▶ DESCRIPTION OF THE TASK
Take the entries that follow and return exactly the lines from the one holding "let stored = Account" through the one holding "accounts.insert(stored.email.clone(), stored.clone());", both included. Nothing else is needed.

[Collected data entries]
★ ★ ★

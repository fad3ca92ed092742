use std::sync::Arc;

use crate::accounts::{AccountRepository, PasswordHasher, PrincipalResolver};
use crate::auth::TokenIssuer;

/// Shared handles passed to every route
#[derive(Clone)]
pub struct AppState {
    pub issuer: TokenIssuer,
    pub resolver: PrincipalResolver,
    pub accounts: Arc<dyn AccountRepository>,
    pub hasher: Arc<dyn PasswordHasher>,
    /// Verified against on lookup misses so unknown and known emails cost the same
    pub dummy_hash: Arc<str>,
}

impl AppState {
    pub fn new(
        issuer: TokenIssuer,
        accounts: Arc<dyn AccountRepository>,
        hasher: Arc<dyn PasswordHasher>,
    ) -> Self {
        let dummy_hash = hasher
            .hash("member-auth-unknown-account")
            .map(Arc::from)
            .unwrap_or_else(|e| {
                tracing::warn!("Failed to prepare dummy password hash: {}", e);
                Arc::from("")
            });

        Self {
            issuer,
            resolver: PrincipalResolver::new(accounts.clone()),
            accounts,
            hasher,
            dummy_hash,
        }
    }
}

#[cfg(test)]
pub(crate) fn test_state() -> AppState {
    use crate::accounts::{Argon2Hasher, InMemoryAccountRepository};
    use crate::auth::encode_secret;
    use crate::config::Config;

    let config = Config {
        port: 0,
        jwt_secret: encode_secret("member-auth-test-secret-0123456789ab"),
    };
    let issuer = TokenIssuer::from_config(&config).expect("test secret is valid");

    AppState::new(
        issuer,
        Arc::new(InMemoryAccountRepository::new()),
        Arc::new(Argon2Hasher),
    )
}
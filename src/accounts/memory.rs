use std::collections::HashMap;
use std::sync::atomic::{AtomicI64, Ordering};
use std::sync::Arc;

use async_trait::async_trait;
use tokio::sync::RwLock;

use super::{Account, AccountRepository, NewAccount, RepositoryError};

/// Accounts kept in process memory, keyed by email
#[derive(Debug, Clone, Default)]
pub struct InMemoryAccountRepository {
    accounts: Arc<RwLock<HashMap<String, Account>>>,
    next_id: Arc<AtomicI64>,
}

impl InMemoryAccountRepository {
    pub fn new() -> Self {
        Self::default()
    }
}

#[async_trait]
impl AccountRepository for InMemoryAccountRepository {
    async fn find_by_identifier(&self, identifier: &str) -> Result<Option<Account>, RepositoryError> {
        let accounts = self.accounts.read().await;
        Ok(accounts.get(identifier).cloned())
    }

    async fn insert(&self, account: NewAccount) -> Result<Account, RepositoryError> {
        let mut accounts = self.accounts.write().await;
        if accounts.contains_key(&account.email) {
            return Err(RepositoryError::Duplicate(account.email));
        }

        let stored = Account {
            id: self.next_id.fetch_add(1, Ordering::SeqCst) + 1,
            email: account.email,
            password_hash: account.password_hash,
            authority: account.authority,
        };
        accounts.insert(stored.email.clone(), stored.clone());
        Ok(stored)
    }
}

#[cfg(test)]
mod tests {
    use super::*;
    use crate::accounts::Authority;

    fn new_account(email: &str) -> NewAccount {
        NewAccount {
            email: email.to_string(),
            password_hash: "hash".to_string(),
            authority: Authority::User,
        }
    }

    #[tokio::test]
    async fn test_insert_assigns_sequential_ids() {
        let repo = InMemoryAccountRepository::new();

        let first = repo.insert(new_account("a@x.com")).await.unwrap();
        let second = repo.insert(new_account("b@x.com")).await.unwrap();

        assert_eq!(first.id, 1);
        assert_eq!(second.id, 2);
    }

    #[tokio::test]
    async fn test_find_by_identifier() {
        let repo = InMemoryAccountRepository::new();
        repo.insert(new_account("a@x.com")).await.unwrap();

        let found = repo.find_by_identifier("a@x.com").await.unwrap();
        assert_eq!(found.map(|a| a.email), Some("a@x.com".to_string()));
        assert!(repo.find_by_identifier("nobody@x.com").await.unwrap().is_none());
    }

    #[tokio::test]
    async fn test_duplicate_email_rejected() {
        let repo = InMemoryAccountRepository::new();
        repo.insert(new_account("a@x.com")).await.unwrap();

        let result = repo.insert(new_account("a@x.com")).await;
        assert!(matches!(result, Err(RepositoryError::Duplicate(email)) if email == "a@x.com"));
    }
}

★ ★ ★

▶ ANSWER SECTION
        let stored = Account {
            id: self.next_id.fetch_add(1, Ordering::SeqCst) + 1,
            email: account.email,
            password_hash: account.password_hash,
            authority: account.authority,
        };
        accounts.insert(stored.email.clone(), stored.clone());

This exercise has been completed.